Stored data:
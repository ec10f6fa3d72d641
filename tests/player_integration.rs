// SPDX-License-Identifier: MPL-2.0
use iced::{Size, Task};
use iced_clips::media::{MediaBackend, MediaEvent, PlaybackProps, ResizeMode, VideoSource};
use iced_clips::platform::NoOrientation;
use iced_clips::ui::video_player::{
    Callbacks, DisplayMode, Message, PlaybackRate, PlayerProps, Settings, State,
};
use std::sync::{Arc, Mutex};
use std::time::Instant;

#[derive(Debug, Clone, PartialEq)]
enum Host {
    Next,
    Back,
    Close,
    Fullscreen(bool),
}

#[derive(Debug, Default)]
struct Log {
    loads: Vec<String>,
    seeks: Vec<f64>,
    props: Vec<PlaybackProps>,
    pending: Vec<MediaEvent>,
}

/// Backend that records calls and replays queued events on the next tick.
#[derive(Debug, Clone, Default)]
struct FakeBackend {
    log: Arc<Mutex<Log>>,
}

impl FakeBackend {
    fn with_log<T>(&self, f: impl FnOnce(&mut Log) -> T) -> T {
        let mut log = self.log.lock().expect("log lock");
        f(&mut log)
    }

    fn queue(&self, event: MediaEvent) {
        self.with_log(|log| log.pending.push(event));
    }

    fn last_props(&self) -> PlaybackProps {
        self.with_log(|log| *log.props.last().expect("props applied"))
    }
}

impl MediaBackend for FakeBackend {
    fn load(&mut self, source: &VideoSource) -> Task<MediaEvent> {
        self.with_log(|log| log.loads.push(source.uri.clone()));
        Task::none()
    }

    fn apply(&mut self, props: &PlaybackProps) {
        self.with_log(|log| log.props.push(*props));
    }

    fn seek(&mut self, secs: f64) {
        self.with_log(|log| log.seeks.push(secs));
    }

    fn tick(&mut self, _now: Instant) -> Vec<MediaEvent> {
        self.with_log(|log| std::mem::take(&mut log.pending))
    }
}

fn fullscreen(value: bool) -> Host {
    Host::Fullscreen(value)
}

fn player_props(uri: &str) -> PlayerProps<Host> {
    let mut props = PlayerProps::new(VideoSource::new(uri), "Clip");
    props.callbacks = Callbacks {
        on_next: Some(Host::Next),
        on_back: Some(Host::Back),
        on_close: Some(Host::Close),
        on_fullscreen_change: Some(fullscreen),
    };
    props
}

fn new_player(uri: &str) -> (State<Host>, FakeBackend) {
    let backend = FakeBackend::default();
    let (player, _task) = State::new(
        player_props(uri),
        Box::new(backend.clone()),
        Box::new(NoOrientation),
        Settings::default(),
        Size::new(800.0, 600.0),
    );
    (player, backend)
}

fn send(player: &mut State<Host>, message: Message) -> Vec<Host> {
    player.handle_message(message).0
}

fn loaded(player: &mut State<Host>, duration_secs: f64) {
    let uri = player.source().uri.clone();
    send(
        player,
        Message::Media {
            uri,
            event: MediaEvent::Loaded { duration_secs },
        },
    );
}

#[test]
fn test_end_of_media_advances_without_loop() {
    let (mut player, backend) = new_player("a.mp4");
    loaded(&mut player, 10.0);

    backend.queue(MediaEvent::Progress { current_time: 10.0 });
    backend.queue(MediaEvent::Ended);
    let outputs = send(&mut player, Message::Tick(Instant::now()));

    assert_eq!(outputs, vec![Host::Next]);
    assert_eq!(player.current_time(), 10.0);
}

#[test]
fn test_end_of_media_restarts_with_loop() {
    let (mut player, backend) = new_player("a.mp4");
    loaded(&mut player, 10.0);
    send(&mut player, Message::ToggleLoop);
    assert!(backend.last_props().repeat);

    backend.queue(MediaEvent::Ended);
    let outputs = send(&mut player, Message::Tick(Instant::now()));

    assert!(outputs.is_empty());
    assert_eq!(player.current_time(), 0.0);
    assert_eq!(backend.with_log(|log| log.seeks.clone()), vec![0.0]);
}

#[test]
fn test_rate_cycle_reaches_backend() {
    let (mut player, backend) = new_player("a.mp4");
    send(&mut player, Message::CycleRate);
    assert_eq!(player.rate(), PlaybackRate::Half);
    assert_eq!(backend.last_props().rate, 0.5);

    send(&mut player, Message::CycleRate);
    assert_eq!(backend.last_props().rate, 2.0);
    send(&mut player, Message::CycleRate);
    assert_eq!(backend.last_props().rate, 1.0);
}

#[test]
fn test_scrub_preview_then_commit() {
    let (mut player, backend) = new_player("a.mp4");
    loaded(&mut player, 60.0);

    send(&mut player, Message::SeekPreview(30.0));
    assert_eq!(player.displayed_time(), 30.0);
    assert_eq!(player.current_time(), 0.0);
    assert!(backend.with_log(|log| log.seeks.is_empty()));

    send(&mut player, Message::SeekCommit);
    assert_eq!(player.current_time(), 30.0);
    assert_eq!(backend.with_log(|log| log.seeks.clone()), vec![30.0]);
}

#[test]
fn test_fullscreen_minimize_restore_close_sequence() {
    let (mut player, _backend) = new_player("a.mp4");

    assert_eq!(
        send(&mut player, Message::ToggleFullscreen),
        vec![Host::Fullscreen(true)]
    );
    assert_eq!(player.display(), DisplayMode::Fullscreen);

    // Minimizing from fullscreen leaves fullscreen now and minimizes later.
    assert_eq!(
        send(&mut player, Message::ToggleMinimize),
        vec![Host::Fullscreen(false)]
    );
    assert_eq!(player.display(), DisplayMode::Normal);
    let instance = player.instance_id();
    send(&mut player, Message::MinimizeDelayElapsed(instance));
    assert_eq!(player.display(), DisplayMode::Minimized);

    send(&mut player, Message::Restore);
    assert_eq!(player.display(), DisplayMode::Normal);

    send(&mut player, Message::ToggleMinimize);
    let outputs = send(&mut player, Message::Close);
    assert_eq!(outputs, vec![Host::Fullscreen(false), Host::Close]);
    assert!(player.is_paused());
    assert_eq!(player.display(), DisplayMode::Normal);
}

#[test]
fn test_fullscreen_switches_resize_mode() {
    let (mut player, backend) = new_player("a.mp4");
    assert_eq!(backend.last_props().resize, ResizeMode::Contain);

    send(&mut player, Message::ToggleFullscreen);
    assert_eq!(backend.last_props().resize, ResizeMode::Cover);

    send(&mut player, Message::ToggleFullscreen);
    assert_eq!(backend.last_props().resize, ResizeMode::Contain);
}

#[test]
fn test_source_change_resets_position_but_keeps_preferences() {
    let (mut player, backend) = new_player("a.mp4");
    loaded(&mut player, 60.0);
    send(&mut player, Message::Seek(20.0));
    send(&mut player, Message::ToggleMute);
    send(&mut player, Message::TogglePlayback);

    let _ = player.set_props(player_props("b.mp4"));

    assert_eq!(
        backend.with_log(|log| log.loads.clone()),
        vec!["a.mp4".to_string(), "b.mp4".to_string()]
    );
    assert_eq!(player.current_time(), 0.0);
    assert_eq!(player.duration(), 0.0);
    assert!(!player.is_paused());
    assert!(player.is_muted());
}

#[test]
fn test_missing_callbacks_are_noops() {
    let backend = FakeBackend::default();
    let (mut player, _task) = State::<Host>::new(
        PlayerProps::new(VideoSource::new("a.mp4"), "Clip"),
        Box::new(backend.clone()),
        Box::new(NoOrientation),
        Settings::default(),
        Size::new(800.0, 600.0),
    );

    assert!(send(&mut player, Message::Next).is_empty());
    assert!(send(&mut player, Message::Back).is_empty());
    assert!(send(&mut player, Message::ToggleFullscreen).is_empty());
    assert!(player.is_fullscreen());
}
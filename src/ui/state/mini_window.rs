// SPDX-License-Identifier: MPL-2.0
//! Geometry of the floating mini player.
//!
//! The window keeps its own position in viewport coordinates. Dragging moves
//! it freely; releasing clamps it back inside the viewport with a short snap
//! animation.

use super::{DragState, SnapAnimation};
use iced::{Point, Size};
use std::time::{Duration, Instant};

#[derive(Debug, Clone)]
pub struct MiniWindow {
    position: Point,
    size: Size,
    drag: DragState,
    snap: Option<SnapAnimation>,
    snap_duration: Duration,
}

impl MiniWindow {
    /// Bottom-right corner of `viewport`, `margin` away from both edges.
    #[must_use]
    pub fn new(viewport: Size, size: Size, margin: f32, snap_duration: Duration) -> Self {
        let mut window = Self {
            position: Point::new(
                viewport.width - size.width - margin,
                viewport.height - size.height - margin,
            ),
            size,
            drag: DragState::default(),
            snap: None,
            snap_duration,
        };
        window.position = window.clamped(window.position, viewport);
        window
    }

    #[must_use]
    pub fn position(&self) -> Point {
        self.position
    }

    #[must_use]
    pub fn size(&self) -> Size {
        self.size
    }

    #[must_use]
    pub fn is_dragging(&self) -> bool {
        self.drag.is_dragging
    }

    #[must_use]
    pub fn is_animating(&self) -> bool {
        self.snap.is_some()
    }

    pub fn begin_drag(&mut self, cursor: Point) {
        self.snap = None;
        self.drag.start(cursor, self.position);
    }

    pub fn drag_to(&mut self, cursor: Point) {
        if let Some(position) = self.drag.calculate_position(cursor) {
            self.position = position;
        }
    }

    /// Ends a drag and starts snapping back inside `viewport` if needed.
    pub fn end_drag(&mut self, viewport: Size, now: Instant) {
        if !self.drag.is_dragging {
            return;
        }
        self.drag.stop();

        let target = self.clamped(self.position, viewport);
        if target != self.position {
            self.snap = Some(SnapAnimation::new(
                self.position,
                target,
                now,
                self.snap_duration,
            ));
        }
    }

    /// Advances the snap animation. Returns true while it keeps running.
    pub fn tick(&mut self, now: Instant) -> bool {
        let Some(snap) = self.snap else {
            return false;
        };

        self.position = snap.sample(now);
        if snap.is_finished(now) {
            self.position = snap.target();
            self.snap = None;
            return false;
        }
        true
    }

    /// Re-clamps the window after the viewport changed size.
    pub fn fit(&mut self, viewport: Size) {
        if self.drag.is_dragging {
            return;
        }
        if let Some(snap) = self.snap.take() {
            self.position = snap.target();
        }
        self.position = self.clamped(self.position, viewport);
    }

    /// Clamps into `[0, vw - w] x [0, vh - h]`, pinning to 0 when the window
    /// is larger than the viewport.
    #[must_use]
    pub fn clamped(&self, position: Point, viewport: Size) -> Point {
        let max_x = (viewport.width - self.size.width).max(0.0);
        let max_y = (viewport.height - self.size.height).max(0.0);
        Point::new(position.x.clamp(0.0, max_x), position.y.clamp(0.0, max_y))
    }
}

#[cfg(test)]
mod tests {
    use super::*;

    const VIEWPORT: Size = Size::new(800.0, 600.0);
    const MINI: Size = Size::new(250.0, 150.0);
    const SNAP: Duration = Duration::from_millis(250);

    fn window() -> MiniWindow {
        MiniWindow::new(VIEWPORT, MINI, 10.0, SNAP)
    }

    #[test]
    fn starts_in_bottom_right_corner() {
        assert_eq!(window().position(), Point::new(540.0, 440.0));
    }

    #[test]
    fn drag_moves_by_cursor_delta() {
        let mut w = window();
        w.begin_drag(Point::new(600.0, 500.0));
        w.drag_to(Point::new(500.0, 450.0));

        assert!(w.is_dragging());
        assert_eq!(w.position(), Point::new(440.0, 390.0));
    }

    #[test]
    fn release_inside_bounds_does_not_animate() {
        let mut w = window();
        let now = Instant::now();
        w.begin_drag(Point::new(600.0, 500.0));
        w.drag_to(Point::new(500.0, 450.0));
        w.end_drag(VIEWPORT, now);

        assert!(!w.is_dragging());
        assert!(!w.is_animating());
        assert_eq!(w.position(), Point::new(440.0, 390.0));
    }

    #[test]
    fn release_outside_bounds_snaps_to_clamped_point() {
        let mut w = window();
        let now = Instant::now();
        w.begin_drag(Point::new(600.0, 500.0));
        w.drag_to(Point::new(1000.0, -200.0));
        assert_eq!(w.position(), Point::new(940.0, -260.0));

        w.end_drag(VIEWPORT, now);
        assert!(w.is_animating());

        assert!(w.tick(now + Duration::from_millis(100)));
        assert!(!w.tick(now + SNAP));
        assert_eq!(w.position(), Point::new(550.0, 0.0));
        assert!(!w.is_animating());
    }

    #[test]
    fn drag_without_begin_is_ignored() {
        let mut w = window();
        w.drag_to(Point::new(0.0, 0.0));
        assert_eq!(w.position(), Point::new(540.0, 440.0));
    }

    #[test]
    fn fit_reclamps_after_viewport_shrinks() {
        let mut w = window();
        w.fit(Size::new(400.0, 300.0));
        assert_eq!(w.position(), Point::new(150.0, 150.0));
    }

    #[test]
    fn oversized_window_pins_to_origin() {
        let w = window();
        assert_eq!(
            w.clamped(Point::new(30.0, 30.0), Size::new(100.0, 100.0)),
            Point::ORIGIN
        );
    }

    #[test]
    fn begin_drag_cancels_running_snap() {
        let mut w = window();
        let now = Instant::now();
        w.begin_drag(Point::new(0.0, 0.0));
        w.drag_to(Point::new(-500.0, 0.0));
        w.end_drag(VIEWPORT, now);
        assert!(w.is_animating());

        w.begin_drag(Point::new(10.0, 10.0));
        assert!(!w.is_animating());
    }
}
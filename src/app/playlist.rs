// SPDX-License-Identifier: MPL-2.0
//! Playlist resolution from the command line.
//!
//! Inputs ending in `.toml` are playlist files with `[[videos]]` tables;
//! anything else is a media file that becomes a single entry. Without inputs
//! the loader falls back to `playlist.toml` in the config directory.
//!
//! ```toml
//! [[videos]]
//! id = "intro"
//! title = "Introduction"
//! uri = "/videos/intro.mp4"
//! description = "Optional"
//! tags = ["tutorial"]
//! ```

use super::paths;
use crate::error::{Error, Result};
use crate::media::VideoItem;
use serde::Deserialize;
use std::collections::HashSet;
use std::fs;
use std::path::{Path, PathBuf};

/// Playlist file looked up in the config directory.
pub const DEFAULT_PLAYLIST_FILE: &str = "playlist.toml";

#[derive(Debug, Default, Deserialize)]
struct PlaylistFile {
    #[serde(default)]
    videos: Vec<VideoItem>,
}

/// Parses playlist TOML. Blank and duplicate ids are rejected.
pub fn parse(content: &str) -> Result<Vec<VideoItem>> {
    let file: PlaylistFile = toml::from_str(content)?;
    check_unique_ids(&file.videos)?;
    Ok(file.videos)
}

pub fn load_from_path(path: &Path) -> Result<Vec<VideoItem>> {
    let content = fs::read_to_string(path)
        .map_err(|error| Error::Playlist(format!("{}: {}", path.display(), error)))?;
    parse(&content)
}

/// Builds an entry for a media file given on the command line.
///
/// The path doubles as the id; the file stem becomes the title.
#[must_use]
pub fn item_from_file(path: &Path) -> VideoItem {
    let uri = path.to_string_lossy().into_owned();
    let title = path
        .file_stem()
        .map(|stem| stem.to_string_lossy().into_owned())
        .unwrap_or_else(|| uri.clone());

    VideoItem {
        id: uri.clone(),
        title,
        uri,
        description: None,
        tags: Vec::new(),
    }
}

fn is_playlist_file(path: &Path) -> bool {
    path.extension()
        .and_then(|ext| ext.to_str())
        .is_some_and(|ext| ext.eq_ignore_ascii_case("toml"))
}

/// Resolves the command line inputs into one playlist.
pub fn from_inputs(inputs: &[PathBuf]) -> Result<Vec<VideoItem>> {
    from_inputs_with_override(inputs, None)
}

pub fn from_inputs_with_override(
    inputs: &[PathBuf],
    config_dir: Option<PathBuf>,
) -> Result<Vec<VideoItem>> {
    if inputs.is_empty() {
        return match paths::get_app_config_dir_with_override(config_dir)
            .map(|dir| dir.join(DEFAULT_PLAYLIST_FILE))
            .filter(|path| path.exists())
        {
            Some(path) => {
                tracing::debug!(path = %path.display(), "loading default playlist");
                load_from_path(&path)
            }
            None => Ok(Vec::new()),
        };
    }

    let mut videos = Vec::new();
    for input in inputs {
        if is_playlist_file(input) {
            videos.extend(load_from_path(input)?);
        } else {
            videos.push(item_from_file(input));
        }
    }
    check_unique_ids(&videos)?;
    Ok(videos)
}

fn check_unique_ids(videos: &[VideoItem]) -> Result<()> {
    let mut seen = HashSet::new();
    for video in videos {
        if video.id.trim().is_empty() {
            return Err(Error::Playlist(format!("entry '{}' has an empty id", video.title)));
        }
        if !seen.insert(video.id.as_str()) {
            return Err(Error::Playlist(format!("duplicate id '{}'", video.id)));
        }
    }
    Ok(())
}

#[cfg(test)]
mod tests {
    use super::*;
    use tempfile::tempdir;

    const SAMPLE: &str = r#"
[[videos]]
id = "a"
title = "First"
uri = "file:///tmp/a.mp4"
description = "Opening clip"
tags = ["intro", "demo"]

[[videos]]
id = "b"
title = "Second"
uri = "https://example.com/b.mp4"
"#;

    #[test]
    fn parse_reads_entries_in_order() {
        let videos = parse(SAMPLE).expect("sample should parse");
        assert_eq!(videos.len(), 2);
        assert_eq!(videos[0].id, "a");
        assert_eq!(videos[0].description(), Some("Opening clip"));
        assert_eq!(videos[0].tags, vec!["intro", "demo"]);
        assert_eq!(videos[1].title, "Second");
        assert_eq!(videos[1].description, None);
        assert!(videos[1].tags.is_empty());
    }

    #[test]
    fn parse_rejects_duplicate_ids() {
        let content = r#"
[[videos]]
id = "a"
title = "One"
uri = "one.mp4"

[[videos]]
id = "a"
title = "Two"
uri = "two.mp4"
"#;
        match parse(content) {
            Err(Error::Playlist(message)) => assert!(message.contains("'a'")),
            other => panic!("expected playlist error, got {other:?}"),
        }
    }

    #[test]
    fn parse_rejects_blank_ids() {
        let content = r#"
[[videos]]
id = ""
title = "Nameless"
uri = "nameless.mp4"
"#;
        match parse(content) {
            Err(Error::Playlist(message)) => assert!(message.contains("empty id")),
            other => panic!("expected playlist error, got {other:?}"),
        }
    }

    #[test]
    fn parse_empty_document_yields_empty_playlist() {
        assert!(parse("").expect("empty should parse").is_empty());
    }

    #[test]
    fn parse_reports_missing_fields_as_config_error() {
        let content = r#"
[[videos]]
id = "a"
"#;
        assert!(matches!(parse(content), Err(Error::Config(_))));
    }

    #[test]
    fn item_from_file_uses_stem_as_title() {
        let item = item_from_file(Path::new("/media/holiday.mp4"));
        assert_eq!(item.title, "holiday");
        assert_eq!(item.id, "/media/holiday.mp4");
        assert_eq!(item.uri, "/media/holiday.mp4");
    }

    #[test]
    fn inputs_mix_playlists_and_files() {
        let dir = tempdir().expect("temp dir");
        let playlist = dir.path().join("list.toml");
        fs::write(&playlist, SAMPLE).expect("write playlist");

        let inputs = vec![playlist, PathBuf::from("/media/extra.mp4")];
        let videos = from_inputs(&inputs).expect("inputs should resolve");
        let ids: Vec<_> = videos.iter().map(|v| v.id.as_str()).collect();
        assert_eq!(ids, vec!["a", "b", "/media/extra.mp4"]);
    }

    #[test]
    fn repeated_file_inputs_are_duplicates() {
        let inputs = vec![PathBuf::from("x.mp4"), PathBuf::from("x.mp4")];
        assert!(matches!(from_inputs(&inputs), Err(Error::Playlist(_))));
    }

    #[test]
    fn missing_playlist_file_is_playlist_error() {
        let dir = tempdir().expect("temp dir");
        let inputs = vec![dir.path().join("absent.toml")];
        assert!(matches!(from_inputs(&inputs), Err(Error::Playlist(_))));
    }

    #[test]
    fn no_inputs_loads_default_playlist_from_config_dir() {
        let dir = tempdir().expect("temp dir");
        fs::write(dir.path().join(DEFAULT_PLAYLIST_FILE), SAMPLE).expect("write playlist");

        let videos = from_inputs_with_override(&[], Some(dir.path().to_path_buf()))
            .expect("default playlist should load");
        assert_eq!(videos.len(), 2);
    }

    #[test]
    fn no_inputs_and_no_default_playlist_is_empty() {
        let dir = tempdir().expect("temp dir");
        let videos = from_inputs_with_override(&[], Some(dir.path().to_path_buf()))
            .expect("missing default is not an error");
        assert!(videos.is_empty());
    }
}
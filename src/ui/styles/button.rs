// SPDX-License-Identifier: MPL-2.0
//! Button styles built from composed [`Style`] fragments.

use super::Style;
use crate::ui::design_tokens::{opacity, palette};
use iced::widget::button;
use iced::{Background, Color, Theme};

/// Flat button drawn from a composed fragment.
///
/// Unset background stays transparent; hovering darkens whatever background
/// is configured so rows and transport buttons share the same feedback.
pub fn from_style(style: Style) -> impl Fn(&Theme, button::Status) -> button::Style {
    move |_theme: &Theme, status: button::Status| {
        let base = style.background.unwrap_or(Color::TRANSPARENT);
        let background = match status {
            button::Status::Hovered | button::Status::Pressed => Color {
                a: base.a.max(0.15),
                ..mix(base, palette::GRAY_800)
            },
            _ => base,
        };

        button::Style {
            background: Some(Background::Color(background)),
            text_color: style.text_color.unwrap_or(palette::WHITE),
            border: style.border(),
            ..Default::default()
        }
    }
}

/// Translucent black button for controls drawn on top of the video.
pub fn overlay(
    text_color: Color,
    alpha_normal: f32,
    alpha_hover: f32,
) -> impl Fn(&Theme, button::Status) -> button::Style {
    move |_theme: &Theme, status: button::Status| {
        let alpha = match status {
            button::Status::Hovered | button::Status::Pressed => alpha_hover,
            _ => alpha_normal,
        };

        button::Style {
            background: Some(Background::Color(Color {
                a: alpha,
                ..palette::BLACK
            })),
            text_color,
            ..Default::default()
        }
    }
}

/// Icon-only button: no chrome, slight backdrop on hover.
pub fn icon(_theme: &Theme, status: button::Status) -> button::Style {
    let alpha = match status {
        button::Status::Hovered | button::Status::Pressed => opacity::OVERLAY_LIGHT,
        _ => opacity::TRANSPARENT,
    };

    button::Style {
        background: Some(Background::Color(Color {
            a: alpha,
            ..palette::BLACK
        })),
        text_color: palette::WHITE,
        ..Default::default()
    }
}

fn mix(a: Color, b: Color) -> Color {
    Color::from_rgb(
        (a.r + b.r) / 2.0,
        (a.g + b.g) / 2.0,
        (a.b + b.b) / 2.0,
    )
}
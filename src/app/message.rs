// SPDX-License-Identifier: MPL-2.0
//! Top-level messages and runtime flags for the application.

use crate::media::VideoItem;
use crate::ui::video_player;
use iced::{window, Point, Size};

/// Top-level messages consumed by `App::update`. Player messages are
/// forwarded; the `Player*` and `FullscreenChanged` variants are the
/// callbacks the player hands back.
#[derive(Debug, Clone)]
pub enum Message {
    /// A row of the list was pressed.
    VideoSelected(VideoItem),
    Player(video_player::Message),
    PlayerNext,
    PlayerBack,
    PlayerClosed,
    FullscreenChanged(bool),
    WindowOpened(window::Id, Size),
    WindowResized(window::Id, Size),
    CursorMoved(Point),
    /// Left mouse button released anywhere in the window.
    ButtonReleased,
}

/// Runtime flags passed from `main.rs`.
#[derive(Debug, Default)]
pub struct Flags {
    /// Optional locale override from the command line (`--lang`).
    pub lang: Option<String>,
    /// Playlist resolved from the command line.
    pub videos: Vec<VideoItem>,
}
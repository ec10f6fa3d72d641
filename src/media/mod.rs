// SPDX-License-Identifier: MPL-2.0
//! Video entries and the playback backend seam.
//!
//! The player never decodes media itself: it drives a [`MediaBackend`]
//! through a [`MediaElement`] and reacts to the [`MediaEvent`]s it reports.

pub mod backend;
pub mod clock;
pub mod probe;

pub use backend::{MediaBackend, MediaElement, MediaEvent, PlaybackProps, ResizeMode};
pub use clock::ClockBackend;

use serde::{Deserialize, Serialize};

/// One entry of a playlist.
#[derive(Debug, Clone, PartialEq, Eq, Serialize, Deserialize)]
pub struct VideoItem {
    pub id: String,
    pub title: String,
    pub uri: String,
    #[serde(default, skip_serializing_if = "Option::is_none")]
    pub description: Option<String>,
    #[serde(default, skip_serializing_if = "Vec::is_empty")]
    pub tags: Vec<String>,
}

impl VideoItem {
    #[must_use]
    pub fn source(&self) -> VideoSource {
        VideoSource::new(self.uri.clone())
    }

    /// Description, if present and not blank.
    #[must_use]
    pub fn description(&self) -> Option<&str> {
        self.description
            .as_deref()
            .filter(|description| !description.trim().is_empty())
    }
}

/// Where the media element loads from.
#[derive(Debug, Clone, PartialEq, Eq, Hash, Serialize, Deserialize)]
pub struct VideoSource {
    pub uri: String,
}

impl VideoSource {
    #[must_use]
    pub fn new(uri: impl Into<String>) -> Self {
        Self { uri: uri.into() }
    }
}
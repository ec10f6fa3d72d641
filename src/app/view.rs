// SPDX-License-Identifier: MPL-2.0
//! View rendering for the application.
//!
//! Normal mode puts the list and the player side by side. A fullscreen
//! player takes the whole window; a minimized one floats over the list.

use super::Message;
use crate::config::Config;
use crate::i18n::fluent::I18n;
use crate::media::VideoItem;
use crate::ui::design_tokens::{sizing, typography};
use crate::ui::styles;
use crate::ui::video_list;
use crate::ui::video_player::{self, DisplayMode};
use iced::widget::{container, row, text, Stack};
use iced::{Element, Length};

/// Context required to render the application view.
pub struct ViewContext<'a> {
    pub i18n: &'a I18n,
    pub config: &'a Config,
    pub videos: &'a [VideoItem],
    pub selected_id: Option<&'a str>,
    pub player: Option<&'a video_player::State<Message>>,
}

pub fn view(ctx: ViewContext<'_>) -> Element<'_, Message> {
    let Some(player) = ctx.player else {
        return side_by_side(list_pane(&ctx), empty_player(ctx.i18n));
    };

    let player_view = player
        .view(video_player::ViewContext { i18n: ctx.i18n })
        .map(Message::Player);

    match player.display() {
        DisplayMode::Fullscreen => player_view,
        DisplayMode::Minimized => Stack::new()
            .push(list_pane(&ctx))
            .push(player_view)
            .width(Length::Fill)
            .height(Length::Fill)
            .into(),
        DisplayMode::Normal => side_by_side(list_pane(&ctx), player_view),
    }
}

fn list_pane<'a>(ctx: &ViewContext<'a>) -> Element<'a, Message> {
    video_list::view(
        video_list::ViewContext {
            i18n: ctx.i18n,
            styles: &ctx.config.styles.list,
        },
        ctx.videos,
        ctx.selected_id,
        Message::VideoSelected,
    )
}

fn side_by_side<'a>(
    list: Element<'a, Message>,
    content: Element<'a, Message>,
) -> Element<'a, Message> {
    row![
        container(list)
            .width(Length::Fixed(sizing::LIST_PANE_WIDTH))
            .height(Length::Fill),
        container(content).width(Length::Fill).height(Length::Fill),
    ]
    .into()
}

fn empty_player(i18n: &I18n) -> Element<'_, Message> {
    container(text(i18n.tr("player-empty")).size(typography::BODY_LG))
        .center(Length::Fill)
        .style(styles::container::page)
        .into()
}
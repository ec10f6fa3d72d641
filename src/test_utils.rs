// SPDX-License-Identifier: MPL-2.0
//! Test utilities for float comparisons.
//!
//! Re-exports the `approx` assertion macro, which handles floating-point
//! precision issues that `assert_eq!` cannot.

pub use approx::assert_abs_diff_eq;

PROMPT: Across all the entries, count the lines that contain the word "widget" and give the number by itself.

ANSWER SPACE: 2